The data does show that the removal of total Like counts is seemingly having some impact on overall engagement stats for influencers. Is that a good or a bad thing? It’s hard to know – maybe reducing the reach of influencers who showcase unrealistic lifestyles and/or physiques is actually kind of the point, as that would also lessen the negative societal impacts through comparison.
We don’t really know though because Instagram hasn’t shared its measures of success for the trial, or what metrics it’s looking at, internally, in order to determine if removing total Like counts is a beneficial step. But either way, the data here would appear to suggest that removing total Like counts is also likely to reduce total Likes allocated overall, at least to influential users. Japan is the only real anomaly – and HypeAuditor notes that Japanese influencers see the second-highest overall engagement rates in the world (behind only Greece).
So instagram influencers may very well see an overall reduction in Like counts – but that wouldn’t definitively impact reach, or even engagement. These stats look at influencer performance specifically, but if the same trends hold for all users, that may mean that influencers still perform just as well, with comparative stats for regular people also dropping.
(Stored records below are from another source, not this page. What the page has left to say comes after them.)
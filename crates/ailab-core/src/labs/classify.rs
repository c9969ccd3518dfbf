//! Classify every text file in a folder with a custom single-label model.

use std::io::{self, Write};
use std::path::Path;

use super::{read_documents, Document};
use crate::error::Result;
use crate::services::{ClassificationClient, ClassificationOutcome, DocumentClassification};

/// Submit all `*.txt` files in `folder` as one batch and print a result per
/// file. Returns the number of files classified without error.
pub async fn run_classification<W: Write>(
    client: &ClassificationClient,
    folder: &Path,
    out: &mut W,
) -> Result<usize> {
    let documents = read_documents(folder)?;
    let texts: Vec<String> = documents.iter().map(|d| d.text.clone()).collect();
    tracing::info!(folder = %folder.display(), count = texts.len(), "classifying documents");

    let results = client.classify(&texts).await?;
    write_results(out, &documents, &results)?;

    Ok(results
        .iter()
        .filter(|r| matches!(r.outcome, ClassificationOutcome::Classified(_)))
        .count())
}

/// Print results, naming each by the file at its batch index.
pub fn write_results<W: Write>(
    out: &mut W,
    documents: &[Document],
    results: &[DocumentClassification],
) -> io::Result<()> {
    for result in results {
        let name = documents
            .get(result.index)
            .map(|d| d.name.as_str())
            .unwrap_or("?");
        writeln!(out, "{name}")?;

        match &result.outcome {
            ClassificationOutcome::Failed(error) => {
                writeln!(out, "  Error!")?;
                writeln!(out, "  Document error code: {}", error.code)?;
                writeln!(out, "  Message: {}", error.message)?;
            }
            ClassificationOutcome::Classified(classes) => {
                writeln!(out, "  Predicted the following class:")?;
                writeln!(out)?;
                for class in classes {
                    writeln!(out, "  Category: {}", class.category)?;
                    writeln!(out, "  Confidence score: {}", class.confidence_score)?;
                    writeln!(out)?;
                }
            }
        }
    }
    Ok(())
}

#[cfg(test)]
mod tests {
    use super::*;
    use crate::services::classification::ClassCategory;
    use crate::services::ErrorDetail;

    fn doc(name: &str) -> Document {
        Document {
            name: name.to_string(),
            text: String::new(),
        }
    }

    #[test]
    fn failures_keep_later_names_aligned() {
        let documents = [doc("empty.txt"), doc("match.txt")];
        let results = [
            DocumentClassification {
                index: 0,
                outcome: ClassificationOutcome::Failed(ErrorDetail {
                    code: "InvalidDocument".to_string(),
                    message: "Document text is empty.".to_string(),
                }),
            },
            DocumentClassification {
                index: 1,
                outcome: ClassificationOutcome::Classified(vec![ClassCategory {
                    category: "Sports".to_string(),
                    confidence_score: 0.91,
                }]),
            },
        ];

        let mut out = Vec::new();
        write_results(&mut out, &documents, &results).unwrap();
        assert_eq!(
            String::from_utf8(out).unwrap(),
            "empty.txt\n  Error!\n  Document error code: InvalidDocument\n  Message: Document text is empty.\n\
             match.txt\n  Predicted the following class:\n\n  Category: Sports\n  Confidence score: 0.91\n\n"
        );
    }
}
If that’s the case, then influencer engagement may remain well above the norm, so again, the true impacts are hard to determine.
Balancing the needs of artists, brands, and the average user is admittedly difficult. But Instagram claims they will always place the needs of their users first. CEO Adam Mosseri said, “It means we’re going to put a 15-year-old kid’s interests before a public speaker’s interest. When we look at the world of public content, we’re going to put people in that world before organizations and corporations.”
Although Mosseri was careful to note that “bullying predates Instagram” and the internet, he did mention further measures that the platform is taking to improve the mental and emotional health of its users. The company is working with therapists and engineers to develop other tools to prevent and de-escalate bullying on the platform, such as figuring out a way to make users take a break when they need it.
Admittedly, the obsession with like counts comes with adverse effects. It creates a culture that isn’t helpful for well-being and isn’t fruitful for creative energy. And as WIRED previously reported, social media researchers have argued that when users tailor their content to whatever garners the most engagement (or outrage), the result is a radicalized environment that makes healthy, happy conversations almost impossible.
As TechCrunch notes, hiding Likes is probably a win for the sanity of humanity, and a boon to creativity. Before, people often self-censored and declined to share posts they worried wouldn’t get enough Likes, or deleted posts that didn’t. They’d try to create the perfect public persona, making their life look glamorous, rather than what was authentic or what they really wanted to communicate. Meanwhile, viewers would see high Like counts on friends’ or influencers’ posts, compare those to their own smaller Like counts, and feel ashamed or inadequate.
Putting an end to the popularity contest might lead people to share more unconventional, silly or artsy posts regardless of their public reception. That could make Instagram’s content more diverse and much more interesting over time versus an increasingly stale aesthetic of perfection.
And Instagram isn’t the only company that’s attempting to remove publicly available engagement metrics from their platform. Facebook, Twitter, and YouTube have all experimented with removing engagement metrics from their own platforms.
It’s still too early to gauge whether social media de-metrication improves a user’s mental health or the quality of online discourse. But I think it’s worth asking ourselves how much we’re letting social media influence our lives and our mental health….. And if we should be able to regulate this ourselves or if we really do need the platforms to step in and try to regulate this for us.